Then, we use qualitative results to analyze the performance on the number and accuracy of detected vehicles shown in Fig. 4. The proposed Cooper method not only detects more cars, but also grants better detection accuracy because there is no missing detection in the cooperative point clouds.
Iv-C TJ Dataset
Unfortunately, KITTI dataset does not provide enough experimental scenarios because it is a vision benchmark collected by isolated instances of single vehicles. We are committed to multi-vehicle cooperation, and thus, to improve the driving safety and experience of CAV, we build a dataset that is suitable for vehicle collaboration, naming it the TJ dataset.
Our testing cars are equipped with high precision sensing systems, such as LiDAR system, radar system, vision system, and supplemental system such as GPS and IMU sensors. More specifically our sensor framework consists of the following sensors:
2 X Front-view cameras
4 X Surround-view fish eye cameras
1 X Inertial and GPS sensor
1 X Front-view 120 Radar
1 X Velodyne VLP-16 360 LiDAR
1 X Nvidia PX2
Velodyne VLP-16 360 LiDAR 
is used along with Radar, which utilizes radio waves to measure distance. LiDAR provides low resolution image information. Cameras, on the other hand, provides very high resolution image information, but, it fails to perform in extreme weather or environmental conditions. Four fish-eye lens cameras are used to perceive and navigate the surrounding environment. IMU sensors provides the system that monitors the dynamically changing movements of the vehicle. Also, GPS sensor data can be used to obtain a rough estimate of the location or the positioning of the car. Nvidia Drive PX2 is a scalable AI supercomputer for our autonomous driving.
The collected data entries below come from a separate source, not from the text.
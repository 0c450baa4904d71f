//! Prometheus metrics handler

use crate::application::metrics::{
    CONFIG_CREATED, PARTICIPANT_DISPATCH_SECONDS, PARTICIPANT_REQUESTS, VALIDATION_REJECTIONS,
};
use axum::{
    extract::State,
    http::StatusCode,
    response::{IntoResponse, Response},
};
use metrics::{describe_counter, describe_histogram, Unit};
use metrics_exporter_prometheus::{BuildError, Matcher, PrometheusBuilder, PrometheusHandle};

const DISPATCH_BUCKETS: &[f64] = &[0.05, 0.1, 0.25, 0.5, 1.0, 2.5, 5.0, 10.0, 20.0, 30.0, 60.0];

/// Initialize the Prometheus metrics exporter and install it as the global recorder
pub fn init_metrics() -> Result<PrometheusHandle, BuildError> {
    let handle = PrometheusBuilder::new()
        .set_buckets_for_metric(
            Matcher::Full(PARTICIPANT_DISPATCH_SECONDS.to_string()),
            DISPATCH_BUCKETS,
        )?
        .install_recorder()?;

    describe_counter!(CONFIG_CREATED, "SIP trunks and dispatch rules committed");
    describe_counter!(
        VALIDATION_REJECTIONS,
        "SIP configuration rejected by conflict validation"
    );
    describe_counter!(
        PARTICIPANT_REQUESTS,
        "Outbound SIP participant requests by outcome"
    );
    describe_histogram!(
        PARTICIPANT_DISPATCH_SECONDS,
        Unit::Seconds,
        "Time spent waiting for the SIP process to place a call"
    );

    Ok(handle)
}

/// HTTP metrics handler
pub async fn metrics_handler(State(prometheus_handle): State<PrometheusHandle>) -> Response {
    (StatusCode::OK, prometheus_handle.render()).into_response()
}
Iv-D Evaluation on TJ Dataset
We evaluate Cooper’s performance on our TJ dataset. We select a sequence of continuous frames of front-view LiDAR point clouds and show them in Fig. 5. It can be clearly found that our point cloud is much more sparse than that from KITTI. All the data in the TJ dataset are collected in a parking lot. A frame of 16-beam raw point cloud data is shown in Fig. 4(a). Another collected single shot data is shown in Fig. 4(b). By merging these two frames of point clouds, we produce two vehicles’ cooperative sensing. 3D detector detects cars and draws results in red boxes to bound detected cars’ location in Fig. 4(c). Similar to Fig. 2, SPOD detects cars in two single shots and draws them in blue boxes. SPOD also draws results in red boxes to bound detected cars in cooperative sensing. Meanwhile, ground truth images are shown at the bottom of Fig. 4(a) and Fig. 4(b). By studying this case, we conclude that sensing area is expanded by data sharing because Fig. 4(c) detects all the objects in the single shots. Most importantly, we see that the presence of new cars are discovered, cars that were not presence in the previous single shots. This phenomenon is a direct proof to the shortcomings of fusion on object level. Due to neither vehicles detecting the objects by themselves, there stands no possible way for the object-level fusion to detect the objects that were missed. This, we avoid and overcome with low level fusion.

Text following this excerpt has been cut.